* [Work instruction] If a line in the entries below contains "iris", copy it.

(Stored records)
::::::

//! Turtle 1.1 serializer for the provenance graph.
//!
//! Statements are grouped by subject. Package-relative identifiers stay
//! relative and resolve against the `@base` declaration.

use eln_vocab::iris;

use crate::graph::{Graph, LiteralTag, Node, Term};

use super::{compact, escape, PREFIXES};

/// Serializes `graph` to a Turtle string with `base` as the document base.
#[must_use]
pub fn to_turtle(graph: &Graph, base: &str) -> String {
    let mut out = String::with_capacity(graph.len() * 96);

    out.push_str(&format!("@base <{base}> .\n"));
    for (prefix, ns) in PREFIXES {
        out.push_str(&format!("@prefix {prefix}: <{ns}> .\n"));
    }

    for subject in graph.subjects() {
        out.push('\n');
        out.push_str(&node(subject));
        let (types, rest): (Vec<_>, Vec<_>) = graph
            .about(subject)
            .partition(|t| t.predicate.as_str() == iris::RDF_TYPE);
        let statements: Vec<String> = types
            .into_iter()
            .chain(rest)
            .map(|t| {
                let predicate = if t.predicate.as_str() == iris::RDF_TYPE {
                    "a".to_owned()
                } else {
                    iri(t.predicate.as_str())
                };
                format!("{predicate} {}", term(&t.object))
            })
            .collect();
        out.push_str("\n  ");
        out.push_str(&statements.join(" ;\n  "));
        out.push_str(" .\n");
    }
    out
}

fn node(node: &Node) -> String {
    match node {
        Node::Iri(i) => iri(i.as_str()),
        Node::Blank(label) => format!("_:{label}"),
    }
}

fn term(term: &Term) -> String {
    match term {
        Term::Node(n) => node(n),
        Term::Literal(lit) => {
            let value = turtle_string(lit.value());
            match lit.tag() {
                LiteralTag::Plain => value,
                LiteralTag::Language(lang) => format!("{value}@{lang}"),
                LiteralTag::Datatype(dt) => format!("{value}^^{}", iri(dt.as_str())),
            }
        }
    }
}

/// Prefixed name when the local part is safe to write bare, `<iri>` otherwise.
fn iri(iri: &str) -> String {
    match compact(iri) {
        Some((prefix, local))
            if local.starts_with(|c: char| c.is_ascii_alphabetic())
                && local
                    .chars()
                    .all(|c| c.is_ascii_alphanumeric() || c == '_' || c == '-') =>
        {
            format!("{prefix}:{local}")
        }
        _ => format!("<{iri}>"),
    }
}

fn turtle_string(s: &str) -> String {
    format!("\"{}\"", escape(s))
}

::::::

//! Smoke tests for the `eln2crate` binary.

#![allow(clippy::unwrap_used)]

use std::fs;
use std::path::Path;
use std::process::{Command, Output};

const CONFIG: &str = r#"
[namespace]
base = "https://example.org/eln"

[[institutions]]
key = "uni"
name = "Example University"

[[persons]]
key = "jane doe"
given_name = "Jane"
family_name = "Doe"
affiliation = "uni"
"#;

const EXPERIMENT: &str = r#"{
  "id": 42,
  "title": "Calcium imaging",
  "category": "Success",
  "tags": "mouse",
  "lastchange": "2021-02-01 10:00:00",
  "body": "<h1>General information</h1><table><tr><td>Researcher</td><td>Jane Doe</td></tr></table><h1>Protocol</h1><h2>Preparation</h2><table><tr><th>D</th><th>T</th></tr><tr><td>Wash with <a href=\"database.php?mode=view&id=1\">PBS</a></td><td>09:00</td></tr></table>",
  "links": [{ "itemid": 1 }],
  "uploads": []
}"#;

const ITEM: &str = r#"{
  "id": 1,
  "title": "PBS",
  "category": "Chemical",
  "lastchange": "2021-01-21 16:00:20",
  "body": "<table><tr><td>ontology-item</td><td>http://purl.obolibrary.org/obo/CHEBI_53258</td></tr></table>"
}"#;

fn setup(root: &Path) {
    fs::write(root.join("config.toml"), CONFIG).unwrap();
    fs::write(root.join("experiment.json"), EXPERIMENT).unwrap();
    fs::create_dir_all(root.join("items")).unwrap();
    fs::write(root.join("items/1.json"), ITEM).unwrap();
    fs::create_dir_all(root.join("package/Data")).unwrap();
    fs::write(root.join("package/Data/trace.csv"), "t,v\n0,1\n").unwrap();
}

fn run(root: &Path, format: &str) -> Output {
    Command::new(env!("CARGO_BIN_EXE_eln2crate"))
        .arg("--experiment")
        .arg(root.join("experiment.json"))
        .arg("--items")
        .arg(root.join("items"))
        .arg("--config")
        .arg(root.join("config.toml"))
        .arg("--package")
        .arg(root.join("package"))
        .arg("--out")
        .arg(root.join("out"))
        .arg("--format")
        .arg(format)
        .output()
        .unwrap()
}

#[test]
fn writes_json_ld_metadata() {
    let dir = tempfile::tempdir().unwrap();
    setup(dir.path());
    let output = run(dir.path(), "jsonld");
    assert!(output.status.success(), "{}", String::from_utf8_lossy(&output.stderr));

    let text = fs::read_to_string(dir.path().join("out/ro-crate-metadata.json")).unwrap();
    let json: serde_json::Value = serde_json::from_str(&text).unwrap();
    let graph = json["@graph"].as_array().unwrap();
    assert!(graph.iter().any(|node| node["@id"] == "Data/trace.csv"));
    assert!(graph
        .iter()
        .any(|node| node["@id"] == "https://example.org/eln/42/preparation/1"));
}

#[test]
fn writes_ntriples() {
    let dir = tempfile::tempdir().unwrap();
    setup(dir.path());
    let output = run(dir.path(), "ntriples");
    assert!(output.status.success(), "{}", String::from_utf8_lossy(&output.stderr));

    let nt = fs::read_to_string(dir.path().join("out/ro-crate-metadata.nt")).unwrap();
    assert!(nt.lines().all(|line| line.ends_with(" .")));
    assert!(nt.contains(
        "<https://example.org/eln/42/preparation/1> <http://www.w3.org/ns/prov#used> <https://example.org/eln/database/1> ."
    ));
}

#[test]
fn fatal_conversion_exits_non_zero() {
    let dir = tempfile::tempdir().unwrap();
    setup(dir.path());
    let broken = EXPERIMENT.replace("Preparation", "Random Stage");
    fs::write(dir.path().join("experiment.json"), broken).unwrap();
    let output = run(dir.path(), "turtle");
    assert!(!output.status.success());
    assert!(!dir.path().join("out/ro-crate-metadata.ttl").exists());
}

::::::

* [Solution]
use eln_vocab::iris;
            .partition(|t| t.predicate.as_str() == iris::RDF_TYPE);
                let predicate = if t.predicate.as_str() == iris::RDF_TYPE {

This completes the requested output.